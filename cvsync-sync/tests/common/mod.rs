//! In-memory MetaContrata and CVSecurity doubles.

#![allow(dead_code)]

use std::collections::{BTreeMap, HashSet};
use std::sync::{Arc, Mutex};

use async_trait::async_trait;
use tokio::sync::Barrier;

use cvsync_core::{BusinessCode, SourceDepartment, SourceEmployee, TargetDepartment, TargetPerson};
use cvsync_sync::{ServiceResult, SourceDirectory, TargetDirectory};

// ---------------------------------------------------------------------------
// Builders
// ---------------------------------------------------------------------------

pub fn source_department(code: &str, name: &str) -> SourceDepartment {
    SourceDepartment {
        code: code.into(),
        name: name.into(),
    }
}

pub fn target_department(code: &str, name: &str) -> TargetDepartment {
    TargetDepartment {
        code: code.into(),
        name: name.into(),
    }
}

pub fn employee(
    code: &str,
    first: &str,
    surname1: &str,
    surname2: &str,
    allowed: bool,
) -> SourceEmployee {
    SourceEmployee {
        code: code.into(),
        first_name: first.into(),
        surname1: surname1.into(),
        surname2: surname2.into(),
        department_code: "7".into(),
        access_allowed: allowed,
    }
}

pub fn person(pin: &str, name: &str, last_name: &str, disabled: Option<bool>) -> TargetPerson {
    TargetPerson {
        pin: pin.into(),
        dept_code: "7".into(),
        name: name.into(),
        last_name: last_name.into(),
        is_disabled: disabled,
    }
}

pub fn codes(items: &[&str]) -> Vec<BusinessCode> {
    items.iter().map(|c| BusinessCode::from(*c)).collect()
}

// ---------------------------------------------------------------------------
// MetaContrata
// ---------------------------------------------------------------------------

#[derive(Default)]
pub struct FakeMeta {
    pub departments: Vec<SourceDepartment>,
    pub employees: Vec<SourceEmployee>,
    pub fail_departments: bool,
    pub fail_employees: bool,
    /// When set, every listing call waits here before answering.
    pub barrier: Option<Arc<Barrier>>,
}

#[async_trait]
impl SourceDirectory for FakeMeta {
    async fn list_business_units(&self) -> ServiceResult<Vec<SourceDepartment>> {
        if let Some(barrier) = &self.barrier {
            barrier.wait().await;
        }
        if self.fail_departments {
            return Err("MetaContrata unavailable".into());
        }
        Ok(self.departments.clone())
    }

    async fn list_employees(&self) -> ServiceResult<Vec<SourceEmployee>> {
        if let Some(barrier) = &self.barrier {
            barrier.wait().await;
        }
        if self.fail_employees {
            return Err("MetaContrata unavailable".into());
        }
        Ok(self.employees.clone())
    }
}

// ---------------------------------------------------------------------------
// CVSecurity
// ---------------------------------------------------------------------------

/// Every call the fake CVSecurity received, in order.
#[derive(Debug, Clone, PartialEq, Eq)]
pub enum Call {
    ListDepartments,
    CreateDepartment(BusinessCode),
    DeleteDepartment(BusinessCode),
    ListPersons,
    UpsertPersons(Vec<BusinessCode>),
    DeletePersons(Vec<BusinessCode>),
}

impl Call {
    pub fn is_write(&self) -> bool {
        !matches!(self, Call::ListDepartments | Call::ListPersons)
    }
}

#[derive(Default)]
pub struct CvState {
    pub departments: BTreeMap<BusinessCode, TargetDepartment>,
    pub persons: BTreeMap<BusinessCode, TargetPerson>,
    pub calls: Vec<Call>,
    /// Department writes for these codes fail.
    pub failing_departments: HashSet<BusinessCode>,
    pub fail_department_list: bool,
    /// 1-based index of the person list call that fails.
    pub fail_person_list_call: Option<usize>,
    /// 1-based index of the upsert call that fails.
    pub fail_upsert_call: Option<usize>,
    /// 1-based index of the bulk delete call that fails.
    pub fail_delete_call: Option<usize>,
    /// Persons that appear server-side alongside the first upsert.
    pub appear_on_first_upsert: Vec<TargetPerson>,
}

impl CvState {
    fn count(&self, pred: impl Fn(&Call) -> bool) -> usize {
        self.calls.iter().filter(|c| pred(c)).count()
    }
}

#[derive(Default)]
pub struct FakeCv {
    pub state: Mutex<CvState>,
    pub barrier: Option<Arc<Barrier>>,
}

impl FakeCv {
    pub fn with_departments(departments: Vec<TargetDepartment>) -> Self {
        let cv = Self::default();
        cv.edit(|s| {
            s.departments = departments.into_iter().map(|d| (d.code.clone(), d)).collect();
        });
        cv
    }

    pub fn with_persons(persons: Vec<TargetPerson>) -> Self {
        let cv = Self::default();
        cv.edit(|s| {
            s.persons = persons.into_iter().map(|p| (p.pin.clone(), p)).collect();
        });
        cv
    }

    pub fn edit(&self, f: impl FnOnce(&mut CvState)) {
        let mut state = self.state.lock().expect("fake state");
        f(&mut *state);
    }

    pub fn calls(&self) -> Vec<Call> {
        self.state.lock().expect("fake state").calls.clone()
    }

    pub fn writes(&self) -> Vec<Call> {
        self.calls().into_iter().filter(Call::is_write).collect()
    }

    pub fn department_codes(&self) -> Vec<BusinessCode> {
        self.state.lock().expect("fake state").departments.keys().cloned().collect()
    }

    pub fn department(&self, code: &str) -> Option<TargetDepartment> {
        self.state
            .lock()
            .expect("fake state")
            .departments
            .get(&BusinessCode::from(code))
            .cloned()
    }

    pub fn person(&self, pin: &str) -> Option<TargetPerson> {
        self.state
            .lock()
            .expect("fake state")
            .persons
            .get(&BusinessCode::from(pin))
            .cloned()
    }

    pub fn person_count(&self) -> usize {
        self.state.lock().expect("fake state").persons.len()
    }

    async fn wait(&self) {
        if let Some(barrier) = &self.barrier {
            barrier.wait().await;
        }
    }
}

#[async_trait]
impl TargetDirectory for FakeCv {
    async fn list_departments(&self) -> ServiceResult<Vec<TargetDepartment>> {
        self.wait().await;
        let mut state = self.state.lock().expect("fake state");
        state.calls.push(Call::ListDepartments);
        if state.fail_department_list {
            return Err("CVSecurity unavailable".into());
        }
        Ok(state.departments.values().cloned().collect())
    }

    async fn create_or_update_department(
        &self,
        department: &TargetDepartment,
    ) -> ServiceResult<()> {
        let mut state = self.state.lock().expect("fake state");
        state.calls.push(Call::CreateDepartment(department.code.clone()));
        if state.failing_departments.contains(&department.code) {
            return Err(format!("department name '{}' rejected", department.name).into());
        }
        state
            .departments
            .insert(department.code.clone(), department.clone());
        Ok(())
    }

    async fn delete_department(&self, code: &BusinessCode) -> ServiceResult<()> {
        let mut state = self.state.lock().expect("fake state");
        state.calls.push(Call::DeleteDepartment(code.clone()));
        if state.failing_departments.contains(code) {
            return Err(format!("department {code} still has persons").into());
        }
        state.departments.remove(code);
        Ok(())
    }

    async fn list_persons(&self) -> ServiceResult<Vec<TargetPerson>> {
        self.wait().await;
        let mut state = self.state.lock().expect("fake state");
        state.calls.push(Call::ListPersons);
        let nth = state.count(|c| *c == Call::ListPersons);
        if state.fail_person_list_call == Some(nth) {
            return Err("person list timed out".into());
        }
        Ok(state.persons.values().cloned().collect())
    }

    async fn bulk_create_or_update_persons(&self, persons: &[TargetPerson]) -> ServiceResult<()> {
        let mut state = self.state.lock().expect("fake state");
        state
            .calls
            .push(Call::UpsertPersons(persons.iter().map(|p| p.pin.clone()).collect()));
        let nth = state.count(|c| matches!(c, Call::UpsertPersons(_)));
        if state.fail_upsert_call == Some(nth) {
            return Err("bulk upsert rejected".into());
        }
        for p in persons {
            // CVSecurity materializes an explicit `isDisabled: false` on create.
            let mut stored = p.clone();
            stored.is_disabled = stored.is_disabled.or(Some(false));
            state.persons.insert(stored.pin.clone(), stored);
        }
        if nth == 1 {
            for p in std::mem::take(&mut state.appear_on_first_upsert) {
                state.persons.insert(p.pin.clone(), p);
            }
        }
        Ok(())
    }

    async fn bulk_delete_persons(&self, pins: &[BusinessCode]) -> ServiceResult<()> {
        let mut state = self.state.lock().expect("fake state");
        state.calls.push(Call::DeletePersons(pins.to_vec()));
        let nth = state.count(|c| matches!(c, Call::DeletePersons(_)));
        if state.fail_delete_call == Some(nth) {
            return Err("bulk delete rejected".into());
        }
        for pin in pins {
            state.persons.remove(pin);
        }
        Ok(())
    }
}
#####
■ Exercise requirements
Looking at the data above, show all lines where the word "CvState" occurs.

■ Task answer
pub struct CvState {
impl CvState {
    pub state: Mutex<CvState>,
    pub fn edit(&self, f: impl FnOnce(&mut CvState)) {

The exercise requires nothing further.